-- Collected data --
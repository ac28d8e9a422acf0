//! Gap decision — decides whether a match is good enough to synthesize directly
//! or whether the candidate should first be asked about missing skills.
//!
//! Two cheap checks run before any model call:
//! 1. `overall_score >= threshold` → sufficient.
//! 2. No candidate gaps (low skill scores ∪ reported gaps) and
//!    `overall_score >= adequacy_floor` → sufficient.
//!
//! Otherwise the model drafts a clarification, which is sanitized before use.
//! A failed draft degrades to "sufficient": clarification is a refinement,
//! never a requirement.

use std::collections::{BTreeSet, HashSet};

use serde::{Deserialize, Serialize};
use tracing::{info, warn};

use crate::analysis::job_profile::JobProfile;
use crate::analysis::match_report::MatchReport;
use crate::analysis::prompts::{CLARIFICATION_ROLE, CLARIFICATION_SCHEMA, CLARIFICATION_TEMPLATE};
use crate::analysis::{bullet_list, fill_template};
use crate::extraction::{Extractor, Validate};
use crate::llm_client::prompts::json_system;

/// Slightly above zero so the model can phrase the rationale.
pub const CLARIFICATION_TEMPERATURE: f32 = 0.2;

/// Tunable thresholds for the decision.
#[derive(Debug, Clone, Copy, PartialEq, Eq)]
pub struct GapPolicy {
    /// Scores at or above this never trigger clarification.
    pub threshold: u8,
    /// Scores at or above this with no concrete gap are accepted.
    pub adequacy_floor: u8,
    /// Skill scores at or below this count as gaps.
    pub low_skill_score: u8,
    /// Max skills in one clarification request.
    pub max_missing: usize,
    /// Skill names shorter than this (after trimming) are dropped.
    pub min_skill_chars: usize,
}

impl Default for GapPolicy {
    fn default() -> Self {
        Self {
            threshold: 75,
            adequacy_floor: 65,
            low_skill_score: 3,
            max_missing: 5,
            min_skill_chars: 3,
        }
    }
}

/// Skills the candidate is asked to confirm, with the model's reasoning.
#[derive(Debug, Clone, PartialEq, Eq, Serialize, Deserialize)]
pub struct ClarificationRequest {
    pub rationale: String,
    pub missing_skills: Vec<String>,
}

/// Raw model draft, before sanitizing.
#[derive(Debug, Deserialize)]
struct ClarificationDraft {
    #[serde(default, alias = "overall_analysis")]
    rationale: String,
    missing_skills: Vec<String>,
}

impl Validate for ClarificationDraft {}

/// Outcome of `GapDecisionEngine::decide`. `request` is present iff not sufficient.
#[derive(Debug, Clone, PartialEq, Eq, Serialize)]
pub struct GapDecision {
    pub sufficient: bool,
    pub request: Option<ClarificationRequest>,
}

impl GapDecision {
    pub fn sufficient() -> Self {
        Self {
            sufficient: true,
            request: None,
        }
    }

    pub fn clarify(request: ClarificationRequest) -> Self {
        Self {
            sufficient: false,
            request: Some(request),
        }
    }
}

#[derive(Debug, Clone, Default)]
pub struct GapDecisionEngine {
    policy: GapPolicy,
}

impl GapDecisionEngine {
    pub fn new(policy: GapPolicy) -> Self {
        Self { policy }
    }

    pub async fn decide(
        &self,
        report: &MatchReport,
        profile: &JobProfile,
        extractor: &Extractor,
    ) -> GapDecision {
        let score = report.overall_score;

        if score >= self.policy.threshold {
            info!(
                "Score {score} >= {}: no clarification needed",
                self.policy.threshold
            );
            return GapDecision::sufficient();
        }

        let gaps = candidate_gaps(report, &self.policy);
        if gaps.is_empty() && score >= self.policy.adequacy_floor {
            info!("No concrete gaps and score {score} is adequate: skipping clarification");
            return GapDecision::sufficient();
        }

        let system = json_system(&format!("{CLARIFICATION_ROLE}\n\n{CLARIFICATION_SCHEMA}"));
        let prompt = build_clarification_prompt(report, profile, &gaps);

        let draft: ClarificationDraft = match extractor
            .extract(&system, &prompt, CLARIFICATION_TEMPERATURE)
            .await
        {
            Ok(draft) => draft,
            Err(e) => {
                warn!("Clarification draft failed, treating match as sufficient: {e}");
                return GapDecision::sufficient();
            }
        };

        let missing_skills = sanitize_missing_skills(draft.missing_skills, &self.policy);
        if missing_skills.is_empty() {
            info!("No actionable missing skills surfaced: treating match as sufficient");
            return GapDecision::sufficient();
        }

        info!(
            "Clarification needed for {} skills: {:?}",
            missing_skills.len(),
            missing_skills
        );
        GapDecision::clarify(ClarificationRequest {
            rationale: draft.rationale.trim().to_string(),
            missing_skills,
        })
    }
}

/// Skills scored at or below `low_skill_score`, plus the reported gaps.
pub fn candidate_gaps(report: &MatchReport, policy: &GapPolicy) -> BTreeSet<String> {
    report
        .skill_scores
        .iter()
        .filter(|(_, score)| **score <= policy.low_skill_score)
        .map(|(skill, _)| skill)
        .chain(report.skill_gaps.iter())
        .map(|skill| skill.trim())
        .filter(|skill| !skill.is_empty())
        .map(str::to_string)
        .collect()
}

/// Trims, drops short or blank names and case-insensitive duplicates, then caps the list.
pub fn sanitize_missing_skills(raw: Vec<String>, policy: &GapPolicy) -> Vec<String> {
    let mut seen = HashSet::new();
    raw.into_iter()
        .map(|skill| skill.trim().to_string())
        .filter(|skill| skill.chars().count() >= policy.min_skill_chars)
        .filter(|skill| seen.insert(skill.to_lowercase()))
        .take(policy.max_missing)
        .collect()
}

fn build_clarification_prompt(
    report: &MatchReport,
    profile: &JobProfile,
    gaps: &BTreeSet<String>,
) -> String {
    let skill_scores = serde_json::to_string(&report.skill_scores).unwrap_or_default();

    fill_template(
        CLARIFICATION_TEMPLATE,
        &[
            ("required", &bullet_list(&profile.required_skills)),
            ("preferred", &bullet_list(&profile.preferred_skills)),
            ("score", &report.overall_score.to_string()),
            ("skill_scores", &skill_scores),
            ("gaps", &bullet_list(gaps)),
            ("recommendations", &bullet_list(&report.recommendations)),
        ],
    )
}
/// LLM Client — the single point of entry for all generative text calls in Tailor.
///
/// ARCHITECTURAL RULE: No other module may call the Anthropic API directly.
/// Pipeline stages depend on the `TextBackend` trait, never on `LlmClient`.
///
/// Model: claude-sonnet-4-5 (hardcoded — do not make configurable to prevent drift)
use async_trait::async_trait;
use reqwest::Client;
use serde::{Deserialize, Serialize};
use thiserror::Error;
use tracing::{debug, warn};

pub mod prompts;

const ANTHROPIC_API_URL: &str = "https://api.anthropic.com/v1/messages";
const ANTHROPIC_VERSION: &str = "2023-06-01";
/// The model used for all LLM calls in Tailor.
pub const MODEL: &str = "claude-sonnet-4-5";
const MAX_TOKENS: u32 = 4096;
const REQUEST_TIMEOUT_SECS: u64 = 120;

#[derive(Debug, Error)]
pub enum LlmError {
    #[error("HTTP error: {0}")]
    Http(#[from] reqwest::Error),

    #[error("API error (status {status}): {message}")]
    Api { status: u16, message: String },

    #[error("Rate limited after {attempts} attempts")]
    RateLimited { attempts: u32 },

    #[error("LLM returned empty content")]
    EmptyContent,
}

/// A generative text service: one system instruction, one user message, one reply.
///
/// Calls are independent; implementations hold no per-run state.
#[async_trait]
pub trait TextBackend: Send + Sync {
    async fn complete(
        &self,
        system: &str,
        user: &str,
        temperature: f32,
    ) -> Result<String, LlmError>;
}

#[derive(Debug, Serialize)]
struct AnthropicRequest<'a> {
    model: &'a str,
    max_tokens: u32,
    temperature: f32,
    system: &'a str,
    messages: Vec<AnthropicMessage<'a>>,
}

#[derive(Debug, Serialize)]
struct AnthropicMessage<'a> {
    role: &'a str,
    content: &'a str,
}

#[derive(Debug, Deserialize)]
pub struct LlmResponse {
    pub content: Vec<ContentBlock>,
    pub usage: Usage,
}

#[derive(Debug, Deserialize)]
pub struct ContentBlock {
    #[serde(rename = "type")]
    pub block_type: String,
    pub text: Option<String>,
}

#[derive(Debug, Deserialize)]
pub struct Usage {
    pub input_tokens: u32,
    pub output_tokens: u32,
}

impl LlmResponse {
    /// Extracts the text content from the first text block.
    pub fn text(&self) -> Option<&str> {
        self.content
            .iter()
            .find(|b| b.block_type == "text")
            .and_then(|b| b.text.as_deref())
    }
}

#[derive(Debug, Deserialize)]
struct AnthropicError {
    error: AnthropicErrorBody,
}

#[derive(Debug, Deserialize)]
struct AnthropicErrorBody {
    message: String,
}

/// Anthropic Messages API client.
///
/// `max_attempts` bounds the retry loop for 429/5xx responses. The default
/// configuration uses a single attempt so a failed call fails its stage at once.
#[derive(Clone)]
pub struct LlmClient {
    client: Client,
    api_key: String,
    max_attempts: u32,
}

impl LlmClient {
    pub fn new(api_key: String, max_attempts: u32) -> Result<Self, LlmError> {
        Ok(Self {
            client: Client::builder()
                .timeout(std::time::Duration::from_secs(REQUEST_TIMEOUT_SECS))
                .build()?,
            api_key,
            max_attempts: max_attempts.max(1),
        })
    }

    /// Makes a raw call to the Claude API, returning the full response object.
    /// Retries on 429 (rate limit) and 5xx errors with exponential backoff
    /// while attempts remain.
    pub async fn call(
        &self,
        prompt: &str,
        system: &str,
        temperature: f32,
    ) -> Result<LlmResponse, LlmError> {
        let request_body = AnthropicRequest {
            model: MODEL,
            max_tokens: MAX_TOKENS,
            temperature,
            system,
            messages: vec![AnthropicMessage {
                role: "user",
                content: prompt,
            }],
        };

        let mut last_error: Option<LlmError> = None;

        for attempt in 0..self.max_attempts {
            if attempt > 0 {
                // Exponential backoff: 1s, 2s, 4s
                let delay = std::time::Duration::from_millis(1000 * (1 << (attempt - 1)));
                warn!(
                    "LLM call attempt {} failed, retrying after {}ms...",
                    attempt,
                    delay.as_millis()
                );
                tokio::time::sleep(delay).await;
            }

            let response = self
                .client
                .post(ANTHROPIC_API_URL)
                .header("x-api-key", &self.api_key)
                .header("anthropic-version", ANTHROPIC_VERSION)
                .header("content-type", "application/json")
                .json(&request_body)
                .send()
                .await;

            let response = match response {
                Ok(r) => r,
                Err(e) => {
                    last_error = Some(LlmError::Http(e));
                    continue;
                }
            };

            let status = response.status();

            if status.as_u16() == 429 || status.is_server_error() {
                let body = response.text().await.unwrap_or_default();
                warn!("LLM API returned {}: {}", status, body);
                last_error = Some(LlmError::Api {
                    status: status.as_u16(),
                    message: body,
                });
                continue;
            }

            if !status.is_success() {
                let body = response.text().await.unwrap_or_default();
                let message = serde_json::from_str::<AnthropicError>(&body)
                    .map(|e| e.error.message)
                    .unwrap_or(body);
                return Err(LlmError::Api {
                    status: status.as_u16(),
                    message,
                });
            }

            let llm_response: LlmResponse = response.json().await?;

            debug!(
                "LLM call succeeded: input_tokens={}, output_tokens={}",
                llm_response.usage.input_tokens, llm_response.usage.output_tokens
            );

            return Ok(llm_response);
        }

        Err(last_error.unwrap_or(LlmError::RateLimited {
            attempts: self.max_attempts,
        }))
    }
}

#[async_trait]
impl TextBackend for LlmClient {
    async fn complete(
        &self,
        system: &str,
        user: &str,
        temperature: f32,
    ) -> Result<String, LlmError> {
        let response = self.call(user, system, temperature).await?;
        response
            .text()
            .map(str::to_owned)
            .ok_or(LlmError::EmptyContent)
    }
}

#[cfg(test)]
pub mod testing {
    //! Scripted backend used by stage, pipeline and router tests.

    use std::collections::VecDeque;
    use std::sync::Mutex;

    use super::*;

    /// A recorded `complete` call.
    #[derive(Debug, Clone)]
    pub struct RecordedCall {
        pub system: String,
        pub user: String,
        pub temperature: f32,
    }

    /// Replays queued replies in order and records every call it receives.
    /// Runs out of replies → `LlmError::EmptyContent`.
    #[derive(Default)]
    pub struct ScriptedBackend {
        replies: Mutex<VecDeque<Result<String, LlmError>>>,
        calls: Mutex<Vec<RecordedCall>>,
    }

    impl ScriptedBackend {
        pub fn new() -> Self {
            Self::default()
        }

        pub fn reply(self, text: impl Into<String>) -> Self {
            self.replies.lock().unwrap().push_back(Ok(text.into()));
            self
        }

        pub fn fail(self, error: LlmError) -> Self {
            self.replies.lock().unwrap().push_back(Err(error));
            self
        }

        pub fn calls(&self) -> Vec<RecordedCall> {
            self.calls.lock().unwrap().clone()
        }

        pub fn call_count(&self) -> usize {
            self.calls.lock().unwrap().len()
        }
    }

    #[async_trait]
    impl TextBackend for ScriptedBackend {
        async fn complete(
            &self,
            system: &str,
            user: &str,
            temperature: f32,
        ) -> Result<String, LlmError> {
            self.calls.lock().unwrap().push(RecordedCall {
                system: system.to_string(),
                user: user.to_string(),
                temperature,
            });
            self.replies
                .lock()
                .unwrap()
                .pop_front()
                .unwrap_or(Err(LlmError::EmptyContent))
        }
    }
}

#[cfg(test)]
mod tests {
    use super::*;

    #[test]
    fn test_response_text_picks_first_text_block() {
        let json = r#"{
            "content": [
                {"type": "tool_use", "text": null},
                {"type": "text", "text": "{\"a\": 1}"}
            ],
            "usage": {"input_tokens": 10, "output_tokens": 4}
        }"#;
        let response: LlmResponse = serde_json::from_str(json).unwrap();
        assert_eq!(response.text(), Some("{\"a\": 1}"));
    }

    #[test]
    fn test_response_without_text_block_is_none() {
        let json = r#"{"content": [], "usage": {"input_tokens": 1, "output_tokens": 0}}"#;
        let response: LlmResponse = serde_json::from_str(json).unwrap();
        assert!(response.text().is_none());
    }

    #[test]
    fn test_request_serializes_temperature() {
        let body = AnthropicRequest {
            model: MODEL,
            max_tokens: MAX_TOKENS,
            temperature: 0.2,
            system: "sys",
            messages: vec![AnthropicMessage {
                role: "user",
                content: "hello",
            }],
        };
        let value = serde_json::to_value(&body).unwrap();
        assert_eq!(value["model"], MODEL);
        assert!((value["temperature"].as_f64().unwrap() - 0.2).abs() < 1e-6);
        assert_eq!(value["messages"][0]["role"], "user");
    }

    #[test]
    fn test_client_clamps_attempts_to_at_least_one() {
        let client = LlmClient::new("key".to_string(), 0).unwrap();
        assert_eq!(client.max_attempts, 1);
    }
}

...

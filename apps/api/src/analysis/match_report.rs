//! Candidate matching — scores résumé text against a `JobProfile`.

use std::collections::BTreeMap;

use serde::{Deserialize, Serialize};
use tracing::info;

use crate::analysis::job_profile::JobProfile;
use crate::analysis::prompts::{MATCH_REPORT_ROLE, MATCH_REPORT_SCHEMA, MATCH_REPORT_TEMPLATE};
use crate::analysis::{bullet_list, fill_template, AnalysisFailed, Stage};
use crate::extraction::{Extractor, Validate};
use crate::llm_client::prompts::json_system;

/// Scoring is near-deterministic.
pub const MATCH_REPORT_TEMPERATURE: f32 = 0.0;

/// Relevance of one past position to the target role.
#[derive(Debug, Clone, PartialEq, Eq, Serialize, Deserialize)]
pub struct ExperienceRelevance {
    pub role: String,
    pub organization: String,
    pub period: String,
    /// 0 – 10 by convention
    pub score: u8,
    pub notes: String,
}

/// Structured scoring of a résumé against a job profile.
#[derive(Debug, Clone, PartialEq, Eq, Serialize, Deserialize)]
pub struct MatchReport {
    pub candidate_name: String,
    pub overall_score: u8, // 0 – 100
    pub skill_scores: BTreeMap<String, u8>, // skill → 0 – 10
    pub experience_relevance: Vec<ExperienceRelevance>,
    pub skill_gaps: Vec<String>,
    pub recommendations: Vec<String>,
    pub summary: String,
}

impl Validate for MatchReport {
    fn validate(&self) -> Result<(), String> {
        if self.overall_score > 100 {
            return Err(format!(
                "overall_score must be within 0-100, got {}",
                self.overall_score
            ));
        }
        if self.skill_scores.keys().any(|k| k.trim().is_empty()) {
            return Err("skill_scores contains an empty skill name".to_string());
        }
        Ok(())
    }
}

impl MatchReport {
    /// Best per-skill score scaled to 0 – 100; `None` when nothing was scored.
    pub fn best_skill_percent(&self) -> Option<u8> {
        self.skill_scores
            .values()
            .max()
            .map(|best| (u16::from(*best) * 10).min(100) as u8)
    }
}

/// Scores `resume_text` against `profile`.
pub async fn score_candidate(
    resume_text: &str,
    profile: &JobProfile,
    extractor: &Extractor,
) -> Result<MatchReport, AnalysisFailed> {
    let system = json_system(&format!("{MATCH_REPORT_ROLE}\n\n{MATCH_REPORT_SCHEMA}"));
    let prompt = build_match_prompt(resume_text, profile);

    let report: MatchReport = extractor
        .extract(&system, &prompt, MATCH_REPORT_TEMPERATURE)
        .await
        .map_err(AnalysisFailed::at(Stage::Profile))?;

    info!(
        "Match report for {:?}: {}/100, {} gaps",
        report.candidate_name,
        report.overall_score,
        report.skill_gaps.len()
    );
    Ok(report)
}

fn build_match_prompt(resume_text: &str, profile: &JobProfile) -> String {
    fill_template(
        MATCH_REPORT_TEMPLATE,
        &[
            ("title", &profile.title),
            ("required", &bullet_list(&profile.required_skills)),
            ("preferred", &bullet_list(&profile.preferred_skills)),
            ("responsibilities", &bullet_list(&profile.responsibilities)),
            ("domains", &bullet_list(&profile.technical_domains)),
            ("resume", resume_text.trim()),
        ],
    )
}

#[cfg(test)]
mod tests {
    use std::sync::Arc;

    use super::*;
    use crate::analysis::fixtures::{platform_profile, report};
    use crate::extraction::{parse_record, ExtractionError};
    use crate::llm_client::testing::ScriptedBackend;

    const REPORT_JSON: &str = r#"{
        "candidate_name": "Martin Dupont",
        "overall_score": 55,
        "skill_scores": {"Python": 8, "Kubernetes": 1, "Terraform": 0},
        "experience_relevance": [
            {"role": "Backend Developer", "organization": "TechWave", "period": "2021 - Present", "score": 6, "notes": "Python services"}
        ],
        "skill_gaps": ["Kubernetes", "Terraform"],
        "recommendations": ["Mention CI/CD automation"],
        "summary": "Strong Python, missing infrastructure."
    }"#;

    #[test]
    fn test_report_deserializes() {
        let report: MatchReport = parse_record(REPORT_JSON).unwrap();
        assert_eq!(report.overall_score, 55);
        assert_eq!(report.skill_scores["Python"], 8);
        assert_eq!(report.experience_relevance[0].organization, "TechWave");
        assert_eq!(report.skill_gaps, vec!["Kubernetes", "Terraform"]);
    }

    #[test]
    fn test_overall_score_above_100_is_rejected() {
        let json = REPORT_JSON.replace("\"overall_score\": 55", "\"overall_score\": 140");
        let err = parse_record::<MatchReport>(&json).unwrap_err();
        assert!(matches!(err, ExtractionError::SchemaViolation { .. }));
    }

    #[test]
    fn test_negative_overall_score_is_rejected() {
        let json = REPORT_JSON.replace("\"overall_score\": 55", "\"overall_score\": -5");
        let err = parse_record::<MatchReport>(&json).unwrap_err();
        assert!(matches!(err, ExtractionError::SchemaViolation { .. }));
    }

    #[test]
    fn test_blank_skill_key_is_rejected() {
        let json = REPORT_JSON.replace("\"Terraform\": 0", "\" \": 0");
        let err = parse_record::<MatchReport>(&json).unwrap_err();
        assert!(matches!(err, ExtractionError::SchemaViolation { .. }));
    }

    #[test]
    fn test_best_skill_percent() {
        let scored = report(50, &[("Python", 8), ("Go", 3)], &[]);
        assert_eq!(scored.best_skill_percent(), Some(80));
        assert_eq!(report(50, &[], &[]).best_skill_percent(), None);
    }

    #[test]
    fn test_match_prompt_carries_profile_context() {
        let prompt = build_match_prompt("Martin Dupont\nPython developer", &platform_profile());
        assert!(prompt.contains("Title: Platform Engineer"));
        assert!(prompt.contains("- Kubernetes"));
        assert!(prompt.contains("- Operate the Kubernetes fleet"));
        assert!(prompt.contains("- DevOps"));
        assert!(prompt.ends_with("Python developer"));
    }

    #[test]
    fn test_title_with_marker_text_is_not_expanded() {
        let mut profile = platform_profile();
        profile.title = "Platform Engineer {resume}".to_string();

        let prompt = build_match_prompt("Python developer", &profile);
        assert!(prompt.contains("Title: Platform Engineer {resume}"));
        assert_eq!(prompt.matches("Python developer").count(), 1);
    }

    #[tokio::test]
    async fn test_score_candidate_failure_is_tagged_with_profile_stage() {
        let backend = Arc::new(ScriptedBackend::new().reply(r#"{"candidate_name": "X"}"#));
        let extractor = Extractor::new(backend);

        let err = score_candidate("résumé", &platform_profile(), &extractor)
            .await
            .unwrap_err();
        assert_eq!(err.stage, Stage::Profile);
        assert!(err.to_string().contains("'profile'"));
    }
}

-- ABOUT THIS EXERCISE --
Write down exactly the span of lines above from the one containing "repository ac28d8e9a422acf0" to the one containing "pub struct GapPolicy", both ends included.

-- ANSWER TO THIS PROBLEM --
repository ac28d8e9a422acf0
//! Gap decision — decides whether a match is good enough to synthesize directly
//! or whether the candidate should first be asked about missing skills.
//!
//! Two cheap checks run before any model call:
//! 1. `overall_score >= threshold` → sufficient.
//! 2. No candidate gaps (low skill scores ∪ reported gaps) and
//!    `overall_score >= adequacy_floor` → sufficient.
//!
//! Otherwise the model drafts a clarification, which is sanitized before use.
//! A failed draft degrades to "sufficient": clarification is a refinement,
//! never a requirement.

use std::collections::{BTreeSet, HashSet};

use serde::{Deserialize, Serialize};
use tracing::{info, warn};

use crate::analysis::job_profile::JobProfile;
use crate::analysis::match_report::MatchReport;
use crate::analysis::prompts::{CLARIFICATION_ROLE, CLARIFICATION_SCHEMA, CLARIFICATION_TEMPLATE};
use crate::analysis::{bullet_list, fill_template};
use crate::extraction::{Extractor, Validate};
use crate::llm_client::prompts::json_system;

/// Slightly above zero so the model can phrase the rationale.
pub const CLARIFICATION_TEMPERATURE: f32 = 0.2;

/// Tunable thresholds for the decision.
#[derive(Debug, Clone, Copy, PartialEq, Eq)]
pub struct GapPolicy {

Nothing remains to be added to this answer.